The artist Mimosa Echard’s work is anchored in the organic, living world. She brings into play—literally—through her own mischievous vision, the issues linked to the mysteries of memory and our own interactions with our environment.
Echard is also the winner of this year’s Prix Marcel Duchamp, and her exhibition at the Palais de Tokyo, Sporal, made a lasting impression. At the heart of the exhibition was a role-playing video game, created in collaboration with developer Andréa Sardin and the Australian artist Aodhan Madden, and inspired as much by comic books as by biology. In the game, a single-celled protagonist makes their way through a dreamlike patchwork of worlds, mutating into different life forms through an exchange of fluids with other species. The viewer is enveloped in Echard’s psychedelic universe, where gender and sexuality exist in new, perpetually evolving forms.
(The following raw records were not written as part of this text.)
//! Dynamic type registry keyed by schema signature
//!
//! Lazily materializes one [`DynamicType`] per signature and hands out the
//! same object for the rest of the process. Dispatch compares types by
//! identity, so creation is serialized behind a mutex while reads of
//! registered types only take a shared lock.

use parking_lot::{Mutex, RwLock};
use std::collections::HashMap;
use std::fmt;
use std::sync::Arc;
use std::sync::atomic::{AtomicU64, Ordering};
use tracing::{debug, warn};

use super::codec::{Schema, Value};
use super::signature::Signature;
use super::store::SchemaStore;

static NEXT_TYPE_KEY: AtomicU64 = AtomicU64::new(1);

/// Runtime type materialized for a signature
///
/// Equality is identity: two descriptors are equal only if they are the same
/// registered type.
#[derive(Debug)]
pub struct DynamicType {
    key: u64,
    name: String,
    signature: Signature,
    schema: Option<Arc<Schema>>,
}

impl DynamicType {
    /// Type backed by a materialized schema
    pub fn from_schema(signature: Signature, schema: Arc<Schema>) -> Self {
        Self {
            key: NEXT_TYPE_KEY.fetch_add(1, Ordering::Relaxed),
            name: signature.type_name(),
            signature,
            schema: Some(schema),
        }
    }

    /// Anonymous marker type for a signature whose schema is unavailable
    pub fn placeholder(signature: Signature) -> Self {
        Self {
            key: NEXT_TYPE_KEY.fetch_add(1, Ordering::Relaxed),
            name: signature.type_name(),
            signature,
            schema: None,
        }
    }

    /// Identity key, unique per created type
    pub fn key(&self) -> u64 {
        self.key
    }

    /// Type name, `I` followed by the hex signature
    pub fn name(&self) -> &str {
        &self.name
    }

    /// Signature this type was created for
    pub fn signature(&self) -> Signature {
        self.signature
    }

    /// Backing schema, `None` for placeholders
    pub fn schema(&self) -> Option<&Arc<Schema>> {
        self.schema.as_ref()
    }

    /// Whether this is a placeholder
    pub fn is_placeholder(&self) -> bool {
        self.schema.is_none()
    }

    /// Field names declared by this type, in order
    pub fn field_names(&self) -> Vec<&str> {
        self.schema
            .as_ref()
            .map(|schema| schema.field_names())
            .unwrap_or_default()
    }

    /// Whether this type declares a field
    pub fn declares(&self, name: &str) -> bool {
        self.schema.as_ref().is_some_and(|schema| schema.contains(name))
    }

    /// Default value for a declared field
    pub fn field_default(&self, name: &str) -> Option<&Value> {
        self.schema.as_ref()?.default_for(name)
    }
}

impl PartialEq for DynamicType {
    fn eq(&self, other: &Self) -> bool {
        self.key == other.key
    }
}

impl Eq for DynamicType {}

impl fmt::Display for DynamicType {
    fn fmt(&self, f: &mut fmt::Formatter<'_>) -> fmt::Result {
        f.write_str(&self.name)
    }
}

/// Factory building the type for a signature on first request
pub type TypeFactory = Arc<dyn Fn(&Signature) -> DynamicType + Send + Sync>;

/// Factory that materializes types from a schema store
///
/// Falls back to a placeholder, with a warning, when the signature is not
/// stored or its text cannot be read or decoded.
pub fn store_type_factory(store: Arc<SchemaStore>) -> TypeFactory {
    Arc::new(move |signature: &Signature| {
        if let Some(schema) = store.cache().get(signature) {
            return DynamicType::from_schema(*signature, schema);
        }

        match store.get(signature) {
            Ok(Some(text)) => match store.load(&text) {
                Ok(schema) => DynamicType::from_schema(*signature, schema),
                Err(e) => {
                    warn!(%signature, error = %e, "Unable to decode dynamic schema; using placeholder");
                    DynamicType::placeholder(*signature)
                }
            },
            Ok(None) => {
                warn!(%signature, "Unable to obtain dynamic schema from store; using placeholder");
                DynamicType::placeholder(*signature)
            }
            Err(e) => {
                warn!(%signature, error = %e, "Schema store unavailable; using placeholder");
                DynamicType::placeholder(*signature)
            }
        }
    })
}

/// Signature to dynamic type registry
pub struct DynamicTypeRegistry {
    types: RwLock<HashMap<Signature, Arc<DynamicType>>>,
    create_lock: Mutex<()>,
    factory: TypeFactory,
}

impl DynamicTypeRegistry {
    /// Registry materializing types from a schema store
    pub fn new(store: Arc<SchemaStore>) -> Self {
        Self::with_factory(store_type_factory(store))
    }

    /// Registry with a custom factory
    pub fn with_factory(factory: TypeFactory) -> Self {
        Self {
            types: RwLock::new(HashMap::new()),
            create_lock: Mutex::new(()),
            factory,
        }
    }

    /// Type for a signature, creating it on first request
    ///
    /// Never fails: unknown signatures get a placeholder type. Concurrent
    /// first requests for one signature all receive the same object.
    pub fn resolve(&self, signature: &Signature) -> Arc<DynamicType> {
        if let Some(ty) = self.get(signature) {
            return ty;
        }

        let _guard = self.create_lock.lock();
        if let Some(ty) = self.get(signature) {
            return ty;
        }

        let ty = Arc::new((self.factory)(signature));
        debug!(%signature, placeholder = ty.is_placeholder(), "Registered dynamic type");
        self.types.write().insert(*signature, ty.clone());
        ty
    }

    /// Registered type for a signature, without creating one
    pub fn get(&self, signature: &Signature) -> Option<Arc<DynamicType>> {
        self.types.read().get(signature).cloned()
    }

    /// Whether a type has been registered for a signature
    pub fn contains(&self, signature: &Signature) -> bool {
        self.types.read().contains_key(signature)
    }

    /// Signatures with a registered type, unordered
    pub fn signatures(&self) -> Vec<Signature> {
        self.types.read().keys().copied().collect()
    }

    /// Number of registered types
    pub fn len(&self) -> usize {
        self.types.read().len()
    }

    /// Whether no type has been registered
    pub fn is_empty(&self) -> bool {
        self.types.read().is_empty()
    }

    /// Forget every registered type; used at shutdown
    pub fn clear(&self) {
        let _guard = self.create_lock.lock();
        self.types.write().clear();
    }
}

impl fmt::Debug for DynamicTypeRegistry {
    fn fmt(&self, f: &mut fmt::Formatter<'_>) -> fmt::Result {
        f.debug_struct("DynamicTypeRegistry")
            .field("types", &self.len())
            .finish_non_exhaustive()
    }
}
"The video game [is] much more than an exercise in playful style; it challenges the audience to consider their relationship to the natural world."
The game is based on Echard’s research on myxomycetes, which she began in 2019 while a resident at the Villa Kujoyama in Kyoto. The unicellular organisms, colloquially known as slime molds, are neither plant nor animal. Nor are they a fungus, although they sometimes resemble them. “Myxomycetes appear to me as robust, mysterious, and indifferent lifeforms, whose familiarity with both the past and the future allows them to reflect the decomposition of our social structures as well as the degradation of the environment,” says Echard. “They also allow us to dream about, in a confused and slimy form, the forms taken on by technology.”
The French chemist Antoine Lavoisier said, “Nothing is created, nothing is lost, everything is transformed.” Sporal’s lush, sensual dimension establishes a dialogue between human and non-human life—the video game carries within it much more than an exercise in playful style; it challenges the audience to consider their relationship to the natural world, to not to take our environment for an immutable asset. More than ever, it is clear that our actions have meaning. And a true sense of purpose should show us a way out.